In 2009, the group wanted to make Pemba-style change at home and launched a workshop series in order to share the principles and practices of sustainable land use in Canada. This workshops series covers topics such as sustainable forestry, safe chainsaw use, native plant identification, permaculture, food forest gardening, beekeeping and timber framing.
In Pemba, communities began to manage planted forests for fruit and timber. Even though the end goal of planting trees was for environmental conservation and restoration, community members also need to make a living while caring for the planet.
Jeff teamed up with fellow Canadian tree-planters Daimen Hardie, Zach Melanson and Estelle Drisdelle to create an organization capable of supporting the growing tree-planting movement.

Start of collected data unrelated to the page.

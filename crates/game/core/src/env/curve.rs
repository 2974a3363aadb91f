//! Experience curve oracle.

/// Maps a level and a random offset to the experience needed to clear that level.
///
/// Implementations must be deterministic, strictly positive, and
/// non-decreasing in `level` for a fixed `offset`. The level-up resolver
/// relies on positivity to terminate.
pub trait ExperienceCurve: Send + Sync {
    fn max_exp(&self, level: u32, offset: u32) -> u32;
}

/// Default curve: `level² × offset + 10 × level`, never below 1.
#[derive(Clone, Copy, Debug, Default, PartialEq, Eq)]
pub struct StandardCurve;

impl StandardCurve {
    const LINEAR_TERM: u32 = 10;
}

impl ExperienceCurve for StandardCurve {
    fn max_exp(&self, level: u32, offset: u32) -> u32 {
        let quadratic = level.saturating_mul(level).saturating_mul(offset);
        let linear = level.saturating_mul(Self::LINEAR_TERM);
        quadratic.saturating_add(linear).max(1)
    }
}

/// Curve returning the same value for every level. Handy for tests and tutorials.
#[derive(Clone, Copy, Debug, PartialEq, Eq)]
pub struct FlatCurve(pub u32);

impl ExperienceCurve for FlatCurve {
    fn max_exp(&self, _level: u32, _offset: u32) -> u32 {
        self.0
    }
}

#[cfg(test)]
mod tests {
    use super::*;

    #[test]
    fn standard_curve_values() {
        let curve = StandardCurve;
        assert_eq!(curve.max_exp(1, 3), 13);
        assert_eq!(curve.max_exp(1, 5), 15);
        assert_eq!(curve.max_exp(2, 4), 36);
        assert_eq!(curve.max_exp(0, 0), 1);
    }

    #[test]
    fn standard_curve_is_non_decreasing() {
        let curve = StandardCurve;
        for offset in 3..=5 {
            let mut previous = 0;
            for level in 1..200 {
                let value = curve.max_exp(level, offset);
                assert!(value > 0);
                assert!(value >= previous);
                previous = value;
            }
        }
    }
}
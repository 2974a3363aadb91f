use crate::env::RngSource;
use crate::state::{EquipmentModifier, ItemHandle};

/// Source of randomly generated loot.
///
/// Rarity and generation rules belong to the implementation; the core only
/// asks for one item and then scales it to the current map.
pub trait ItemOracle: Send + Sync {
    /// Draws one random item.
    fn random_item(&self, rng: &mut dyn RngSource) -> ItemDefinition;

    /// Scales `item` in place to the power level of a map.
    fn adjust(&self, item: &mut ItemDefinition, map_level: u32, rng: &mut dyn RngSource);
}

/// Concrete item instance.
///
/// # Design: Base + Kind Pattern
///
/// - Base struct holds common fields (handle, name, level, value)
/// - `kind` enum holds type-specific data (heal amount, equipment bonuses)
#[derive(Clone, Debug, PartialEq, Eq)]
#[cfg_attr(feature = "serde", derive(serde::Serialize, serde::Deserialize))]
pub struct ItemDefinition {
    pub handle: ItemHandle,
    pub name: String,
    pub kind: ItemKind,
    /// Power level the item was scaled to; 1 for unadjusted templates.
    #[cfg_attr(feature = "serde", serde(default = "ItemDefinition::base_level"))]
    pub level: u32,
    #[cfg_attr(feature = "serde", serde(default))]
    pub sell_value: u32,
}

impl ItemDefinition {
    pub fn new(handle: ItemHandle, name: impl Into<String>, kind: ItemKind) -> Self {
        Self {
            handle,
            name: name.into(),
            kind,
            level: Self::base_level(),
            sell_value: 0,
        }
    }

    pub fn with_sell_value(mut self, sell_value: u32) -> Self {
        self.sell_value = sell_value;
        self
    }

    /// Name as it appears in dialog lines.
    pub fn dialog_name(&self) -> &str {
        &self.name
    }

    /// Stat deltas applied while the item is equipped; `None` for non-equipment.
    pub fn modifier(&self) -> Option<EquipmentModifier> {
        match self.kind {
            ItemKind::Equipment { modifier, .. } => Some(modifier),
            _ => None,
        }
    }

    const fn base_level() -> u32 {
        1
    }
}

/// Item type with type-specific data.
#[derive(Clone, Copy, Debug, PartialEq, Eq)]
#[cfg_attr(feature = "serde", derive(serde::Serialize, serde::Deserialize))]
pub enum ItemKind {
    /// Restores hp when consumed.
    Potion { heal: i32 },

    /// Equippable gear with flat stat bonuses.
    Equipment {
        slot: EquipSlot,
        modifier: EquipmentModifier,
    },

    /// Sellable loot with no use.
    Misc,
}

/// Body slot an equipment piece occupies.
#[derive(
    Clone,
    Copy,
    Debug,
    PartialEq,
    Eq,
    Hash,
    strum::Display,
    strum::EnumString,
    strum::AsRefStr,
)]
#[cfg_attr(feature = "serde", derive(serde::Serialize, serde::Deserialize))]
#[strum(serialize_all = "snake_case", ascii_case_insensitive)]
pub enum EquipSlot {
    Helmet,
    Necklace,
    Armor,
    Weapon,
    Shield,
    Gloves,
    Ring,
    Boots,
}
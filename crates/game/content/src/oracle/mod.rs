//! Oracle implementations backed by loaded content.
mod items;

pub use items::{CatalogError, CatalogItemOracle};
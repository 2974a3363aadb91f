//! Traits describing the collaborators the progression rules consult.
//!
//! Oracles expose loot generation, tile-map geometry, and the experience
//! curve. The [`Env`] aggregate bundles them so the engine can reach
//! everything it needs without hard coupling to concrete implementations.
//! Randomness is not part of the aggregate: it is mutable and player-scoped,
//! so every stochastic operation takes it as a separate `&mut dyn RngSource`.
mod curve;
mod error;
mod items;
mod map;
mod rng;

pub use curve::{ExperienceCurve, FlatCurve, StandardCurve};
pub use error::OracleError;
pub use items::{EquipSlot, ItemDefinition, ItemKind, ItemOracle};
pub use map::{MapDimensions, TeleportGrid, TileMapOracle};
pub use rng::{PcgRng, RngSource, ScriptedRng, compute_seed};

/// Aggregates read-only oracles required by the engine.
pub struct Env<'a, I, M, X>
where
    I: ItemOracle + ?Sized,
    M: TileMapOracle + ?Sized,
    X: ExperienceCurve + ?Sized,
{
    items: Option<&'a I>,
    map: Option<&'a M>,
    curve: Option<&'a X>,
}

// Manual impls: derives would demand `I: Clone` etc., which trait objects are not.
impl<I, M, X> Clone for Env<'_, I, M, X>
where
    I: ItemOracle + ?Sized,
    M: TileMapOracle + ?Sized,
    X: ExperienceCurve + ?Sized,
{
    fn clone(&self) -> Self {
        *self
    }
}

impl<I, M, X> Copy for Env<'_, I, M, X>
where
    I: ItemOracle + ?Sized,
    M: TileMapOracle + ?Sized,
    X: ExperienceCurve + ?Sized,
{
}

pub type GameEnv<'a> =
    Env<'a, dyn ItemOracle + 'a, dyn TileMapOracle + 'a, dyn ExperienceCurve + 'a>;

impl<'a, I, M, X> Env<'a, I, M, X>
where
    I: ItemOracle + ?Sized,
    M: TileMapOracle + ?Sized,
    X: ExperienceCurve + ?Sized,
{
    pub fn new(items: Option<&'a I>, map: Option<&'a M>, curve: Option<&'a X>) -> Self {
        Self { items, map, curve }
    }

    pub fn with_all(items: &'a I, map: &'a M, curve: &'a X) -> Self {
        Self::new(Some(items), Some(map), Some(curve))
    }

    pub fn empty() -> Self {
        Self {
            items: None,
            map: None,
            curve: None,
        }
    }

    /// Returns the ItemOracle, or an error if not available.
    ///
    /// # Errors
    ///
    /// Returns `OracleError::ItemsNotAvailable` if no item oracle was provided.
    pub fn items(&self) -> Result<&'a I, OracleError> {
        self.items.ok_or(OracleError::ItemsNotAvailable)
    }

    /// Returns the TileMapOracle, or an error if not available.
    ///
    /// # Errors
    ///
    /// Returns `OracleError::MapNotAvailable` if no map oracle was provided.
    pub fn map(&self) -> Result<&'a M, OracleError> {
        self.map.ok_or(OracleError::MapNotAvailable)
    }

    /// Returns the ExperienceCurve, or an error if not available.
    ///
    /// # Errors
    ///
    /// Returns `OracleError::CurveNotAvailable` if no curve was provided.
    pub fn curve(&self) -> Result<&'a X, OracleError> {
        self.curve.ok_or(OracleError::CurveNotAvailable)
    }
}

impl<'a, I, M, X> Env<'a, I, M, X>
where
    I: ItemOracle + 'a,
    M: TileMapOracle + 'a,
    X: ExperienceCurve + 'a,
{
    /// Converts this environment into a trait-object based `GameEnv`.
    pub fn into_game_env(self) -> GameEnv<'a> {
        let items: Option<&'a dyn ItemOracle> = self.items.map(|items| items as _);
        let map: Option<&'a dyn TileMapOracle> = self.map.map(|map| map as _);
        let curve: Option<&'a dyn ExperienceCurve> = self.curve.map(|curve| curve as _);
        Env::new(items, map, curve)
    }
}

#[cfg(test)]
mod tests {
    use super::*;
    use crate::state::Position;

    #[test]
    fn missing_oracles_are_reported() {
        let env = GameEnv::empty();
        assert_eq!(env.items().err(), Some(OracleError::ItemsNotAvailable));
        assert_eq!(env.map().err(), Some(OracleError::MapNotAvailable));
        assert_eq!(env.curve().err(), Some(OracleError::CurveNotAvailable));
    }

    struct NoLoot;

    impl ItemOracle for NoLoot {
        fn random_item(&self, _rng: &mut dyn RngSource) -> ItemDefinition {
            ItemDefinition::new(crate::state::ItemHandle(0), "Pebble", ItemKind::Misc)
        }

        fn adjust(&self, item: &mut ItemDefinition, map_level: u32, _rng: &mut dyn RngSource) {
            item.level = map_level;
        }
    }

    #[test]
    fn converts_concrete_env_to_game_env() {
        let items = NoLoot;
        let map = TeleportGrid::new(MapDimensions::new(4, 4), 16).with_pad(Position::new(1, 1));
        let curve = StandardCurve;
        let env = Env::with_all(&items, &map, &curve).into_game_env();

        let mut rng = ScriptedRng::default();
        let item = env.items().map(|items| items.random_item(&mut rng));
        assert_eq!(item.map(|item| item.name), Ok("Pebble".to_string()));
        assert!(env.map().is_ok());
        assert_eq!(env.curve().map(|c| c.max_exp(1, 3)), Ok(13));
    }
}
//! Experience and leveling.
mod level_up;

pub use level_up::{LevelUpSummary, grant_experience, resolve_level_up};
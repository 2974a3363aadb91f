//! Beneficial "question mark" tile.
//!
//! When the tile activates, `k ∈ [0, 100)` picks the branch:
//!
//! ```text
//! [0, gold_threshold)              gold: map_level draws summed
//! [gold_threshold, heal_threshold) heal: heal_percent of max hp
//! [heal_threshold, 100)            item: one random item, scaled to the map
//! ```

use crate::config::ProgressionConfig;
use crate::encounter::{EncounterOutcome, EncounterReport, EncounterTile, sum_draws};
use crate::env::{ItemOracle, RngSource};
use crate::state::{Inventory, StatLedger};

const HEADER: &str = "The random tile gave something!";
const MISS: &str = "The random tile did not give anything.";

/// Rolls the reward table and applies the result.
pub fn roll_reward(
    ledger: &mut StatLedger,
    inventory: &mut dyn Inventory,
    items: &dyn ItemOracle,
    map_level: u32,
    rng: &mut dyn RngSource,
    config: &ProgressionConfig,
) -> EncounterReport {
    if !rng.chance(config.tile_interaction_percent) {
        tracing::debug!(map_level, "reward tile idle");
        return EncounterReport::new(EncounterTile::Reward, EncounterOutcome::Nothing).line(MISS);
    }

    let table = &config.reward;
    let k = rng.below(100);
    let report = if k < table.gold_threshold {
        let gold = sum_draws(rng, map_level, table.gold_per_level);
        ledger.add_gold(gold);
        EncounterReport::new(EncounterTile::Reward, EncounterOutcome::GoldGain(gold))
            .line(HEADER)
            .line(format!("You obtained {gold} gold!"))
    } else if k < table.heal_threshold {
        let heal = ledger.max_hp() * table.heal_percent / 100;
        ledger.heal(heal);
        EncounterReport::new(EncounterTile::Reward, EncounterOutcome::HealGain(heal))
            .line(HEADER)
            .line(format!("It healed you for {heal} hp!"))
    } else {
        drop_item(inventory, items, map_level, rng)
    };

    tracing::debug!(
        map_level,
        k,
        outcome = report.outcome.as_ref(),
        "reward tile activated"
    );
    report
}

fn drop_item(
    inventory: &mut dyn Inventory,
    items: &dyn ItemOracle,
    map_level: u32,
    rng: &mut dyn RngSource,
) -> EncounterReport {
    let mut item = items.random_item(rng);
    items.adjust(&mut item, map_level, rng);

    let dropped = format!("It dropped a {}!", item.dialog_name());
    let added = if inventory.is_full() {
        false
    } else {
        match inventory.add_item(item.clone()) {
            Ok(()) => true,
            Err(err) => {
                tracing::warn!(%err, "inventory rejected dropped item");
                false
            }
        }
    };

    let note = if added {
        "The item was added to your inventory."
    } else {
        "Oh no, too bad your inventory was full."
    };

    EncounterReport::new(
        EncounterTile::Reward,
        EncounterOutcome::ItemDrop { item, added },
    )
    .line(HEADER)
    .line(dropped)
    .line(note)
}
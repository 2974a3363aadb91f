//! Player inventory.

use arrayvec::ArrayVec;

use crate::config::ProgressionConfig;
use crate::env::ItemDefinition;
use crate::error::{ErrorSeverity, GameError};

/// Container loot is deposited into.
///
/// Only the two queries encounter rolls need; slot management, stacking, and
/// equipping from the bag belong to the implementation.
pub trait Inventory {
    fn is_full(&self) -> bool;

    /// Stores `item`.
    ///
    /// # Errors
    ///
    /// Returns `InventoryError::Full` when there is no free slot.
    fn add_item(&mut self, item: ItemDefinition) -> Result<(), InventoryError>;

    fn len(&self) -> usize;

    fn is_empty(&self) -> bool {
        self.len() == 0
    }
}

#[derive(Clone, Debug, PartialEq, Eq, thiserror::Error)]
pub enum InventoryError {
    #[error("inventory is full ({capacity} slots)")]
    Full { capacity: usize },
}

impl GameError for InventoryError {
    fn severity(&self) -> ErrorSeverity {
        ErrorSeverity::Recoverable
    }

    fn error_code(&self) -> &'static str {
        match self {
            Self::Full { .. } => "INVENTORY_FULL",
        }
    }
}

/// Fixed-capacity inventory backed by an `ArrayVec`.
#[derive(Clone, Debug, PartialEq, Eq, Default)]
#[cfg_attr(feature = "serde", derive(serde::Serialize, serde::Deserialize))]
pub struct InventoryState {
    pub items: ArrayVec<ItemDefinition, { ProgressionConfig::MAX_INVENTORY_SLOTS }>,
}

impl InventoryState {
    pub const CAPACITY: usize = ProgressionConfig::MAX_INVENTORY_SLOTS;

    pub fn empty() -> Self {
        Self {
            items: ArrayVec::new(),
        }
    }

    pub fn iter(&self) -> impl Iterator<Item = &ItemDefinition> {
        self.items.iter()
    }

    /// Removes and returns the item in `slot`, shifting later items down.
    pub fn take(&mut self, slot: usize) -> Option<ItemDefinition> {
        if slot < self.items.len() {
            Some(self.items.remove(slot))
        } else {
            None
        }
    }
}

impl Inventory for InventoryState {
    fn is_full(&self) -> bool {
        self.items.is_full()
    }

    fn add_item(&mut self, item: ItemDefinition) -> Result<(), InventoryError> {
        self.items
            .try_push(item)
            .map_err(|_| InventoryError::Full {
                capacity: Self::CAPACITY,
            })
    }

    fn len(&self) -> usize {
        self.items.len()
    }
}
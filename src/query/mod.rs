// Free-text query interpreter

pub mod filter;
pub mod lexer;
pub mod matchers;

// Public API re-exports
pub use filter::{Interpreter, QueryFilter, YearRange};
pub use lexer::{tokenize, Token};
// Structured filters and the interpreter that derives them from free text

use super::lexer::tokenize;
use super::matchers::{country_candidates, year_candidates};
use crate::config::QueryConfig;
use crate::error::QueryError;
use serde::Serialize;
use std::collections::{BTreeSet, HashSet};

/// Inclusive year range with `start <= end`.
#[derive(Debug, Clone, Copy, PartialEq, Eq, Serialize)]
pub struct YearRange {
    start: i32,
    end: i32,
}

impl YearRange {
    pub fn new(start: i32, end: i32) -> Result<Self, QueryError> {
        if start > end {
            return Err(QueryError::InvalidYearRange { start, end });
        }
        Ok(Self { start, end })
    }

    /// Build a range from two bounds in either order.
    pub fn ordered(a: i32, b: i32) -> Self {
        Self {
            start: a.min(b),
            end: a.max(b),
        }
    }

    pub fn start(&self) -> i32 {
        self.start
    }

    pub fn end(&self) -> i32 {
        self.end
    }

    pub fn contains(&self, year: i32) -> bool {
        (self.start..=self.end).contains(&year)
    }
}

/// Country and year restriction. `None` means unrestricted along that axis.
#[derive(Debug, Clone, Default, PartialEq, Eq, Serialize)]
#[serde(rename_all = "camelCase")]
pub struct QueryFilter {
    /// Lowercase country names.
    pub countries: Option<BTreeSet<String>>,
    pub year_range: Option<YearRange>,
}

impl QueryFilter {
    /// A filter that selects everything.
    pub fn all() -> Self {
        Self::default()
    }

    pub fn with_countries<I, S>(mut self, countries: I) -> Self
    where
        I: IntoIterator<Item = S>,
        S: AsRef<str>,
    {
        let set: BTreeSet<String> = countries
            .into_iter()
            .map(|c| c.as_ref().to_lowercase())
            .collect();
        self.countries = Some(set);
        self
    }

    pub fn with_year_range(mut self, range: YearRange) -> Self {
        self.year_range = Some(range);
        self
    }
}

/// Turns free text into a [`QueryFilter`].
///
/// Extraction is heuristic: capitalized phrases become country candidates
/// without any gazetteer check, and the first two plausible years become the
/// range bounds.
#[derive(Debug, Clone)]
pub struct Interpreter {
    ignored: HashSet<String>,
}

impl Default for Interpreter {
    fn default() -> Self {
        Self::new(&QueryConfig::default())
    }
}

impl Interpreter {
    pub fn new(config: &QueryConfig) -> Self {
        Self {
            ignored: config.ignored_words.iter().map(|w| w.to_lowercase()).collect(),
        }
    }

    pub fn interpret(&self, text: &str) -> QueryFilter {
        let tokens = tokenize(text);

        let countries = country_candidates(&tokens, &self.ignored);
        let years = year_candidates(&tokens);

        let year_range = match years.as_slice() {
            [first, second, ..] => Some(YearRange::ordered(*first, *second)),
            _ => None,
        };

        QueryFilter {
            countries: if countries.is_empty() {
                None
            } else {
                Some(countries.into_iter().collect())
            },
            year_range,
        }
    }
}
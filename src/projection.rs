// Filter/projection engine: snapshot + filter -> restricted row/column view

use crate::data::Snapshot;
use crate::error::QueryError;
use crate::query::QueryFilter;
use serde::Serialize;
use std::collections::HashSet;

/// One matched country, with values aligned to [`Projection::years`].
#[derive(Debug, Clone, PartialEq, Serialize)]
pub struct ProjectedRow {
    pub country: String,
    pub values: Vec<Option<f64>>,
}

/// The part of a snapshot selected by a [`QueryFilter`].
///
/// Zero rows or zero years is a valid projection; whether it can be charted
/// is decided by the chart kind.
#[derive(Debug, Clone, PartialEq, Default)]
pub struct Projection {
    /// Matched years, ascending.
    pub years: Vec<i32>,
    /// Matched countries, in snapshot order.
    pub rows: Vec<ProjectedRow>,
    /// Requested countries that matched nothing in the snapshot.
    pub unmatched_countries: Vec<String>,
    countries_requested: bool,
}

impl Projection {
    /// `NoCountryMatch` when countries were requested and none matched.
    /// A filter without countries never produces this warning.
    pub fn no_country_match(&self) -> Option<QueryError> {
        if self.countries_requested && self.rows.is_empty() {
            Some(QueryError::NoCountryMatch {
                candidates: self.unmatched_countries.clone(),
            })
        } else {
            None
        }
    }

    /// Mean of each row's non-null values over the matched years.
    pub fn mean_values(&self) -> Vec<(String, Option<f64>)> {
        self.rows
            .iter()
            .map(|row| {
                let present: Vec<f64> = row.values.iter().flatten().copied().collect();
                let mean = if present.is_empty() {
                    None
                } else {
                    Some(present.iter().sum::<f64>() / present.len() as f64)
                };
                (row.country.clone(), mean)
            })
            .collect()
    }
}

/// Apply `filter` to `snapshot`.
///
/// Countries match by case-insensitive equality. Requested years outside
/// those present in the snapshot are dropped silently.
pub fn project(snapshot: &Snapshot, filter: &QueryFilter) -> Projection {
    let years: Vec<i32> = snapshot
        .years()
        .into_iter()
        .filter(|year| filter.year_range.map_or(true, |range| range.contains(*year)))
        .collect();

    let mut matched = HashSet::new();
    let rows: Vec<ProjectedRow> = snapshot
        .records
        .iter()
        .filter(|record| match &filter.countries {
            Some(wanted) => {
                let folded = record.country().to_lowercase();
                let hit = wanted.contains(&folded);
                if hit {
                    matched.insert(folded);
                }
                hit
            }
            None => true,
        })
        .map(|record| ProjectedRow {
            country: record.country().to_string(),
            values: years.iter().map(|&year| record.value(year).flatten()).collect(),
        })
        .collect();

    let unmatched_countries = filter
        .countries
        .iter()
        .flatten()
        .filter(|c| !matched.contains(*c))
        .cloned()
        .collect();

    Projection {
        years,
        rows,
        unmatched_countries,
        countries_requested: filter.countries.is_some(),
    }
}
// Ingestion normalizer: raw tabular extract -> canonical records

use crate::config::IngestConfig;
use crate::data::{fingerprint, parse_year_label, CanonicalRecord, Snapshot};
use crate::error::IngestionError;
use crate::store::SnapshotStore;
use serde::Serialize;
use std::collections::HashSet;
use tracing::{debug, info, warn};

const UTF8_BOM: &[u8] = b"\xEF\xBB\xBF";

/// Output of [`normalize`] before it is committed to a store.
#[derive(Debug, Clone, PartialEq)]
pub struct Normalized {
    pub records: Vec<CanonicalRecord>,
    pub year_columns: Vec<i32>,
    /// Rows dropped because they name an aggregate group.
    pub excluded: usize,
    /// Rows dropped because their identifier repeats an earlier row.
    pub duplicates: usize,
}

#[derive(Debug, Clone, Copy, PartialEq, Eq, Serialize)]
#[serde(rename_all = "lowercase")]
pub enum IngestStatus {
    Success,
}

/// Result of the ingestion operation.
#[derive(Debug, Clone, PartialEq, Serialize)]
#[serde(rename_all = "camelCase")]
pub struct IngestReport {
    pub status: IngestStatus,
    pub record_count: usize,
    pub year_count: usize,
    pub excluded_count: usize,
    pub duplicate_count: usize,
    /// True when the content matched the current snapshot and nothing was
    /// rewritten.
    pub unchanged: bool,
}

/// Normalize raw content and replace the store's snapshot with the result.
///
/// Byte-identical content to what produced the current snapshot is a no-op
/// that reports the existing record count. On any error the store is left
/// untouched.
pub fn ingest(
    store: &dyn SnapshotStore,
    content: &[u8],
    config: &IngestConfig,
) -> Result<IngestReport, IngestionError> {
    let digest = fingerprint(content);

    if let Ok(current) = store.read() {
        if current.fingerprint.as_deref() == Some(digest.as_str()) {
            info!(records = current.len(), "content unchanged; skipping ingestion");
            return Ok(IngestReport {
                status: IngestStatus::Success,
                record_count: current.len(),
                year_count: current.years().len(),
                excluded_count: 0,
                duplicate_count: 0,
                unchanged: true,
            });
        }
    }

    let normalized = normalize(content, config)?;
    let report = IngestReport {
        status: IngestStatus::Success,
        record_count: normalized.records.len(),
        year_count: normalized.year_columns.len(),
        excluded_count: normalized.excluded,
        duplicate_count: normalized.duplicates,
        unchanged: false,
    };

    store.write(Snapshot::new(normalized.records, Some(digest)))?;
    info!(
        records = report.record_count,
        years = report.year_count,
        excluded = report.excluded_count,
        "ingested dataset"
    );
    Ok(report)
}

/// Parse a raw extract into canonical records without touching any store.
pub fn normalize(content: &[u8], config: &IngestConfig) -> Result<Normalized, IngestionError> {
    let content = content.strip_prefix(UTF8_BOM).unwrap_or(content);
    let table = skip_lines(content, config.header_skip_rows);

    let mut reader = csv::ReaderBuilder::new()
        .has_headers(true)
        .flexible(true)
        .from_reader(table);

    let headers = reader
        .headers()
        .map_err(|e| IngestionError::MalformedInput(format!("unreadable header row: {}", e)))?
        .clone();
    if headers.is_empty() {
        return Err(IngestionError::MalformedInput(
            "no header row after skipped metadata".to_string(),
        ));
    }

    let id_idx = headers
        .iter()
        .position(|h| h.trim() == config.identifier_column)
        .ok_or_else(|| IngestionError::MissingIdentifierColumn(config.identifier_column.clone()))?;

    let mut year_columns: Vec<(usize, i32)> = Vec::new();
    for (idx, header) in headers.iter().enumerate() {
        let Some(year) = parse_year_label(header.trim()) else {
            continue;
        };
        if year_columns.iter().any(|&(_, seen)| seen == year) {
            warn!(column = idx, year, "repeated year column; keeping the first");
            continue;
        }
        year_columns.push((idx, year));
    }
    debug!(
        columns = headers.len(),
        year_columns = year_columns.len(),
        "identified year columns"
    );

    let excluded_names: Vec<String> = config
        .excluded_group_names
        .iter()
        .map(|name| name.to_lowercase())
        .filter(|name| !name.is_empty())
        .collect();

    let mut records = Vec::new();
    let mut seen = HashSet::new();
    let mut rows = 0usize;
    let mut excluded = 0usize;
    let mut duplicates = 0usize;

    for result in reader.records() {
        let row = result
            .map_err(|e| IngestionError::MalformedInput(format!("unreadable row: {}", e)))?;
        rows += 1;

        let country = row.get(id_idx).unwrap_or("").trim();
        if country.is_empty() {
            debug!(row = rows, "skipping row without identifier");
            continue;
        }

        let folded = country.to_lowercase();
        if excluded_names.iter().any(|name| folded.contains(name.as_str())) {
            excluded += 1;
            continue;
        }
        if !seen.insert(folded) {
            warn!(country, "duplicate identifier; keeping the first row");
            duplicates += 1;
            continue;
        }

        let values = year_columns
            .iter()
            .map(|&(idx, year)| (year, row.get(idx).and_then(parse_cell)));
        records.push(CanonicalRecord::with_values(country, values));
    }

    if rows == 0 {
        return Err(IngestionError::MalformedInput(
            "table has no data rows".to_string(),
        ));
    }

    Ok(Normalized {
        records,
        year_columns: year_columns.into_iter().map(|(_, year)| year).collect(),
        excluded,
        duplicates,
    })
}

/// Drop the first `n` physical lines.
fn skip_lines(content: &[u8], n: usize) -> &[u8] {
    let mut rest = content;
    for _ in 0..n {
        match rest.iter().position(|&b| b == b'\n') {
            Some(pos) => rest = &rest[pos + 1..],
            None => return &[],
        }
    }
    rest
}

/// Coerce a cell to a finite number, or `None`.
fn parse_cell(cell: &str) -> Option<f64> {
    cell.trim().parse::<f64>().ok().filter(|v| v.is_finite())
}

Realizing that Tanzania efforts needed to be led by Tanzanians, the group helped their partners establish Community Forests Pemba, a locally owned and operated organization that works to make their own change. The two organization's work in partnership, as equals with a shared vision.
Pemban communities plant over 100,000 trees.
It all started when Jeff Schnurr was living on the island of Pemba, Tanzania. He had worked in Canada as a tree-planter and after several months of living within a Pemban community his Tanzanian friend, Mbarouk Mussa Omar asked him if they too could plant trees as he'd done in Canada.
Although he knew it was possible, Jeff also knew that he wasn't the expert. He worked with Mbarouk to build a local team of gardeners, tree growers and foresters and began traveling to rural villages to see if communities wanted to plant trees. With limited resources, the group managed to collect seed from natural forests, grow seedlings and plant trees for fruit, timber and conservation.
To foster environmental stewardship internationally by establishing community forests, promoting sustainable forestry techniques and initiating environmental education.